European traders had been settled in India since the 17th Century. In the 18th Century the East India Company, a British company trade items like cotton, silk, tea and salt, won lots of areas of India and soon claimed it as its own.
After World War II, it became clear that Britain could not long hold its power in India. Radically, the Decision to independence was to be in June 1948, but aggressive activities between religions caused up to 1-million deaths. Lord Mountbatten, the British Governor General of India, was forced to bring the date forth to 1947.
British India became two dominions: on 14 August 1947, Pakistan became a country, and 15 August 1947, India became a country and held its 1st Independence Day celebration in 1948.
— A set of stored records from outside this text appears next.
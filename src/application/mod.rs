//! Application layer
//!
//! This layer contains use cases that orchestrate domain logic to implement
//! application-specific workflows. Use cases coordinate domain services,
//! repositories, and other components to fulfill business requirements.

pub mod catalog;
pub mod invoice;
pub mod settings;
Today on the day before the festivities the Prime Minister addresses the nation. Then, on the 15th in Delhi, he hoists the Indian flag on the Red Fort. During the ceremonial, a 21-gun salute is fired, speeches are made and the Indian national anthem, ‘Jana Gana Mana’, is sung. It is an exclusive day where tribute is made to those who gave their lives to fight for freedom from the British.
In the weeks leading up to 15 August, and specially on the day, the national flag in raises on every flag pole on schools, buildings, offices, and town centers. Children and adults everywhere carry or wear the flag of India and every creed, cast and religion across our country celebrate Independence Day on this national holiday. In India, the day of 15 August is a proudly patriotic day of celebrations, feasts, kite flying, parades and festivities.